EXTRACTED RECORDS |
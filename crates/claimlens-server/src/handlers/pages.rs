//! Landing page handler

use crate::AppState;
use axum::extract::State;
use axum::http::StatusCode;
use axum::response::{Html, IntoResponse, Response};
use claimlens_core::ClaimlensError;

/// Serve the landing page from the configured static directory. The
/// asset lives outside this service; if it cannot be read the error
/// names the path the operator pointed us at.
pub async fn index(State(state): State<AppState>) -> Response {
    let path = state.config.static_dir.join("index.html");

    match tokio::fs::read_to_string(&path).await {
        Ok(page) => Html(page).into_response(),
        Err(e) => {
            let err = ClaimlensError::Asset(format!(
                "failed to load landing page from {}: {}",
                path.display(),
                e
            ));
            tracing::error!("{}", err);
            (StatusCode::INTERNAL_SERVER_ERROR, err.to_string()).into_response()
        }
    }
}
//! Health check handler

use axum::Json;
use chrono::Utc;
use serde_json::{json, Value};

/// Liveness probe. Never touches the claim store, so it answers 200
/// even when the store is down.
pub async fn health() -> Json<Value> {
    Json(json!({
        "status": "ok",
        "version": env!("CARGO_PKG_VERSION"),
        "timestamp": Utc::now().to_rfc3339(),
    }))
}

EXERCISE |
Pull out every line from the one with "store is down." to the end of the listing, and output only those.

RESULT FOR THIS EXERCISE |
/// even when the store is down.
pub async fn health() -> Json<Value> {
    Json(json!({
        "status": "ok",
        "version": env!("CARGO_PKG_VERSION"),
        "timestamp": Utc::now().to_rfc3339(),
    }))
}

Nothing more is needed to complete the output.